Wagaba Jabanor, bien qu'elle soit duchesse de Swaghenkarth, n'est allée que deux ou trois fois à Olathoë et ne parle pas le lengruc. Le dernier duc de Swaghenkarth, lui-même, préférait résider dans sa villa de la Côte d'Ethel, sur les bords de la Mer du Sud, dont il aimait le climat chaud et ensoleillé, plutôt qu'à Olathoë, où la glace ne fond que trois mois par an.
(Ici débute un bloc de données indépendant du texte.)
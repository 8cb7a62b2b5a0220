//! Asset domain module.
//!
//! Business rules for checkoutable assets, implemented as deterministic domain
//! logic (no IO, no HTTP, no storage). State transitions emit
//! [`CheckoutableCheckedOut`] / [`CheckoutableCheckedIn`] events which
//! [`AssetService`] hands to registered listeners.

pub mod asset;
pub mod service;
pub mod target;

pub use asset::{
    Asset, AssetCommand, AssetCreated, AssetEvent, CheckIn, CheckOut, CheckoutableCheckedIn,
    CheckoutableCheckedOut, CreateAsset,
};
pub use service::AssetService;
pub use target::{AssetRef, CheckoutTarget, Location, LocationRef, TargetKind, User, UserRef};
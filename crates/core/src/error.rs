//! Domain error model.

use thiserror::Error;

/// Result type used across the domain layer.
pub type DomainResult<T> = Result<T, DomainError>;

/// Domain-level error.
///
/// Keep this focused on deterministic, business/domain failures (validation,
/// invariants, conflicts). Delivery and configuration failures belong to the
/// crates that own those concerns.
#[derive(Debug, Error, Clone, PartialEq, Eq)]
pub enum DomainError {
    /// A value failed validation (e.g. malformed input).
    #[error("validation failed: {0}")]
    Validation(String),

    /// A domain invariant was violated.
    #[error("invariant violated: {0}")]
    InvariantViolation(String),

    /// An identifier was invalid (e.g. parse failure).
    #[error("invalid identifier: {0}")]
    InvalidId(String),

    /// A requested resource was not found (domain-level).
    #[error("not found")]
    NotFound,

    /// The requested transition conflicts with the current state
    /// (e.g. checking out an asset that is already checked out).
    #[error("conflict: {0}")]
    Conflict(String),
}

impl DomainError {
    pub fn validation(msg: impl Into<String>) -> Self {
        Self::Validation(msg.into())
    }

    pub fn invariant(msg: impl Into<String>) -> Self {
        Self::InvariantViolation(msg.into())
    }

    pub fn invalid_id(msg: impl Into<String>) -> Self {
        Self::InvalidId(msg.into())
    }

    pub fn conflict(msg: impl Into<String>) -> Self {
        Self::Conflict(msg.into())
    }

    pub fn not_found() -> Self {
        Self::NotFound
    }
}
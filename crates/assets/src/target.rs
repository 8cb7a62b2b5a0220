//! Checkout targets and the entities that can hold an asset.

use serde::{Deserialize, Serialize};

use assetdesk_core::{AssetId, Entity, LocationId, UserId};

/// Lightweight reference to a user, carried inside events.
#[derive(Debug, Clone, PartialEq, Eq, Serialize, Deserialize)]
pub struct UserRef {
    pub id: UserId,
    pub name: String,
}

/// Lightweight reference to an asset, carried inside events.
#[derive(Debug, Clone, PartialEq, Eq, Serialize, Deserialize)]
pub struct AssetRef {
    pub id: AssetId,
    pub asset_tag: String,
    pub name: String,
}

/// Lightweight reference to a location, carried inside events.
#[derive(Debug, Clone, PartialEq, Eq, Serialize, Deserialize)]
pub struct LocationRef {
    pub id: LocationId,
    pub name: String,
}

#[derive(Debug, Copy, Clone, PartialEq, Eq, Hash, Serialize, Deserialize)]
#[serde(rename_all = "snake_case")]
pub enum TargetKind {
    User,
    Asset,
    Location,
}

impl TargetKind {
    pub fn as_str(self) -> &'static str {
        match self {
            TargetKind::User => "user",
            TargetKind::Asset => "asset",
            TargetKind::Location => "location",
        }
    }
}

/// Who (or what) an asset is assigned to.
#[derive(Debug, Clone, PartialEq, Eq, Serialize, Deserialize)]
#[serde(tag = "kind", rename_all = "snake_case")]
pub enum CheckoutTarget {
    User(UserRef),
    Asset(AssetRef),
    Location(LocationRef),
}

impl CheckoutTarget {
    pub fn kind(&self) -> TargetKind {
        match self {
            CheckoutTarget::User(_) => TargetKind::User,
            CheckoutTarget::Asset(_) => TargetKind::Asset,
            CheckoutTarget::Location(_) => TargetKind::Location,
        }
    }

    pub fn display_name(&self) -> &str {
        match self {
            CheckoutTarget::User(u) => u.display_name(),
            CheckoutTarget::Asset(a) => a.display_name(),
            CheckoutTarget::Location(l) => l.display_name(),
        }
    }
}

impl Entity for UserRef {
    type Id = UserId;

    fn id(&self) -> &Self::Id {
        &self.id
    }

    fn display_name(&self) -> &str {
        &self.name
    }
}

impl Entity for AssetRef {
    type Id = AssetId;

    fn id(&self) -> &Self::Id {
        &self.id
    }

    fn display_name(&self) -> &str {
        &self.name
    }
}

impl Entity for LocationRef {
    type Id = LocationId;

    fn id(&self) -> &Self::Id {
        &self.id
    }

    fn display_name(&self) -> &str {
        &self.name
    }
}

impl From<UserRef> for CheckoutTarget {
    fn from(value: UserRef) -> Self {
        CheckoutTarget::User(value)
    }
}

impl From<AssetRef> for CheckoutTarget {
    fn from(value: AssetRef) -> Self {
        CheckoutTarget::Asset(value)
    }
}

impl From<LocationRef> for CheckoutTarget {
    fn from(value: LocationRef) -> Self {
        CheckoutTarget::Location(value)
    }
}

/// A person who can receive assets and act on them.
#[derive(Debug, Clone, PartialEq, Eq, Serialize, Deserialize)]
pub struct User {
    id: UserId,
    name: String,
}

impl User {
    pub fn new(id: UserId, name: impl Into<String>) -> Self {
        Self {
            id,
            name: name.into(),
        }
    }

    pub fn to_ref(&self) -> UserRef {
        UserRef {
            id: self.id,
            name: self.name.clone(),
        }
    }
}


/// A physical place assets can be deployed to.
#[derive(Debug, Clone, PartialEq, Eq, Serialize, Deserialize)]
pub struct Location {
    id: LocationId,
    name: String,
}

impl Location {
    pub fn new(id: LocationId, name: impl Into<String>) -> Self {
        Self {
            id,
            name: name.into(),
        }
    }

    pub fn to_ref(&self) -> LocationRef {
        LocationRef {
            id: self.id,
            name: self.name.clone(),
        }
    }
}
//! In-memory event bus for tests/dev.

use std::sync::{Mutex, mpsc};

use thiserror::Error;

use crate::bus::{EventBus, Subscription};

#[derive(Debug, Error)]
pub enum InMemoryBusError {
    /// Publish failed due to internal lock poisoning.
    #[error("event bus lock poisoned")]
    Poisoned,
}

/// In-memory pub/sub bus.
///
/// - No IO / no async
/// - Best-effort fan-out; dead subscribers are pruned on publish
#[derive(Debug)]
pub struct InMemoryEventBus<M> {
    subscribers: Mutex<Vec<mpsc::Sender<M>>>,
}

impl<M> InMemoryEventBus<M> {
    pub fn new() -> Self {
        Self::default()
    }

    /// Number of live subscriptions seen at the last publish.
    pub fn subscriber_count(&self) -> usize {
        self.subscribers.lock().map(|subs| subs.len()).unwrap_or(0)
    }
}

impl<M> Default for InMemoryEventBus<M> {
    fn default() -> Self {
        Self {
            subscribers: Mutex::new(Vec::new()),
        }
    }
}

impl<M> EventBus<M> for InMemoryEventBus<M>
where
    M: Clone + Send + 'static,
{
    type Error = InMemoryBusError;

    fn publish(&self, message: M) -> Result<(), Self::Error> {
        let mut subs = self.subscribers.lock().map_err(|_| InMemoryBusError::Poisoned)?;

        // Drop any dead subscribers while publishing.
        subs.retain(|tx| tx.send(message.clone()).is_ok());

        Ok(())
    }

    fn subscribe(&self) -> Subscription<M> {
        let (tx, rx) = mpsc::channel();

        // If the lock is poisoned, we still return a subscription;
        // it just won't receive messages until the process restarts.
        if let Ok(mut subs) = self.subscribers.lock() {
            subs.push(tx);
        }

        Subscription::new(rx)
    }
}
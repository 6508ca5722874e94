use crate::cli::{
    actions::{
        members::{self, MemberOp},
        upload::{self, UploadOp},
        Action,
    },
    globals::GlobalArgs,
};
use crate::spaces::Role;
use anyhow::{anyhow, Context, Result};
use secrecy::SecretString;
use std::path::PathBuf;

fn globals(matches: &clap::ArgMatches) -> Result<GlobalArgs> {
    let base_url = matches
        .get_one::<String>("base-url")
        .cloned()
        .context("missing required argument: --base-url")?;
    let page = matches
        .get_one::<PathBuf>("page")
        .cloned()
        .context("missing required argument: --page")?;

    let mut globals = GlobalArgs::new(base_url, page);
    if let Some(token) = matches.get_one::<String>("csrf-token") {
        globals.set_csrf_token(SecretString::from(token.clone()));
    }
    if let Some(cookie) = matches.get_one::<String>("session-cookie") {
        globals.set_session_cookie(SecretString::from(cookie.clone()));
    }

    Ok(globals)
}

fn member_op(matches: &clap::ArgMatches) -> Result<MemberOp> {
    match matches.subcommand() {
        Some(("add", sub_m)) => Ok(MemberOp::Add {
            email: sub_m
                .get_one::<String>("email")
                .cloned()
                .context("missing required argument: <email>")?,
        }),
        Some(("remove", sub_m)) => Ok(MemberOp::Remove {
            row: sub_m
                .get_one::<String>("row")
                .cloned()
                .context("missing required argument: <row>")?,
            assume_yes: sub_m.get_flag("yes"),
        }),
        Some(("list", _)) => Ok(MemberOp::List),
        _ => Err(anyhow!("unknown membership command")),
    }
}

fn upload_args(globals: GlobalArgs, matches: &clap::ArgMatches) -> Result<upload::Args> {
    let (op, sub_m) = match matches.subcommand() {
        Some(("check", sub_m)) => (UploadOp::Check, sub_m),
        Some(("send", sub_m)) => (
            UploadOp::Send {
                space_id: sub_m.get_one::<u64>("space-id").copied(),
            },
            sub_m,
        ),
        _ => return Err(anyhow!("unknown upload command")),
    };

    Ok(upload::Args {
        globals,
        file: sub_m
            .get_one::<PathBuf>("file")
            .cloned()
            .context("missing required argument: <file>")?,
        content_type: sub_m.get_one::<String>("content-type").cloned(),
        op,
    })
}

/// # Errors
/// Returns an error if required arguments are missing or the subcommand is unknown.
pub fn handler(matches: &clap::ArgMatches) -> Result<Action> {
    let globals = globals(matches)?;

    match matches.subcommand() {
        Some(("manager", sub_m)) => Ok(Action::Members(members::Args {
            globals,
            role: Role::Manager,
            op: member_op(sub_m)?,
        })),
        Some(("writer", sub_m)) => Ok(Action::Members(members::Args {
            globals,
            role: Role::Writer,
            op: member_op(sub_m)?,
        })),
        Some(("upload", sub_m)) => Ok(Action::Upload(upload_args(globals, sub_m)?)),
        _ => Err(anyhow!("missing subcommand")),
    }
}

#[cfg(test)]
#[allow(clippy::unwrap_used)]
mod tests {
    use super::handler;
    use crate::cli::{
        actions::{members::MemberOp, upload::UploadOp, Action},
        commands,
    };
    use crate::spaces::Role;
    use secrecy::ExposeSecret;
    use std::path::PathBuf;

    #[test]
    fn dispatches_writer_remove() {
        let matches = commands::new().get_matches_from(vec![
            "spaces",
            "--csrf-token",
            "token",
            "--page",
            "page.json",
            "writer",
            "remove",
            "writers-entry-2",
            "-y",
        ]);

        let Action::Members(args) = handler(&matches).unwrap() else {
            panic!("expected a membership action");
        };
        assert_eq!(args.role, Role::Writer);
        assert_eq!(
            args.op,
            MemberOp::Remove {
                row: "writers-entry-2".to_string(),
                assume_yes: true
            }
        );
        assert_eq!(args.globals.csrf_token.expose_secret(), "token");
        assert_eq!(args.globals.page, PathBuf::from("page.json"));
    }

    #[test]
    fn dispatches_upload_check() {
        let matches =
            commands::new().get_matches_from(vec!["spaces", "upload", "check", "leads.csv"]);

        let Action::Upload(args) = handler(&matches).unwrap() else {
            panic!("expected an upload action");
        };
        assert_eq!(args.op, UploadOp::Check);
        assert_eq!(args.file, PathBuf::from("leads.csv"));
        assert!(args.content_type.is_none());
    }
}
//! Request configuration injected into the client. The CSRF token and session
//! cookie are held as secrets and only exposed when a header is written.

use super::errors::AppError;
use secrecy::SecretString;
use url::Url;

/// Connection settings for one space backend.
#[derive(Clone, Debug)]
pub struct ApiConfig {
    pub base_url: Url,
    pub csrf_token: SecretString,
    pub session_cookie: Option<SecretString>,
}

impl ApiConfig {
    /// Builds a config from raw values, normalizing the base URL so relative
    /// action paths resolve beneath it.
    ///
    /// # Errors
    /// Returns `AppError::Config` if the base URL is not an absolute http(s) URL.
    pub fn new(
        base_url: &str,
        csrf_token: SecretString,
        session_cookie: Option<SecretString>,
    ) -> Result<Self, AppError> {
        Ok(Self {
            base_url: normalize_base_url(base_url)?,
            csrf_token,
            session_cookie,
        })
    }
}

fn normalize_base_url(raw: &str) -> Result<Url, AppError> {
    let trimmed = raw.trim();
    if trimmed.is_empty() {
        return Err(AppError::Config("base URL is empty".to_string()));
    }

    let mut url =
        Url::parse(trimmed).map_err(|err| AppError::Config(format!("invalid base URL: {err}")))?;

    match url.scheme() {
        "http" | "https" => {}
        scheme => {
            return Err(AppError::Config(format!(
                "unsupported base URL scheme: {scheme}"
            )))
        }
    }

    if !url.path().ends_with('/') {
        let path = format!("{}/", url.path());
        url.set_path(&path);
    }
    url.set_query(None);
    url.set_fragment(None);

    Ok(url)
}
Le premier visiteur du jour était Csotaad, l'ambassadeur de Cathurie, un farouche républicain dont l'obsession était d'obtenir l'extradition d'Adront Cataewi. Les Cathuriens ne sont pas près d'oublier que leur ancien dictateur torturait ses ennemis à la lampe à souder. Andreas joue toujours l'ignorant en ce qui concerne Cataewi, ce qui énerve Csotaad encore davantage.

Le Cathurien arriva en compagnie de Wuehm, le conseiller diplomatique d'Andreas, un ancien ambassadeur qui avait compris qu'avec Andreas, il ne fallait surtout pas chercher à comprendre. Wuehm était assez fin pour avoir deviné qu'Andreas était manipulé, et assez retors pour faire semblant de ne pas s'en apercevoir.

Ce jour-là, Csotaad était venu avec un cadeau pour le roi du Mnar : un tableau de petit format, du peintre abstrait américain Budd Hopkins.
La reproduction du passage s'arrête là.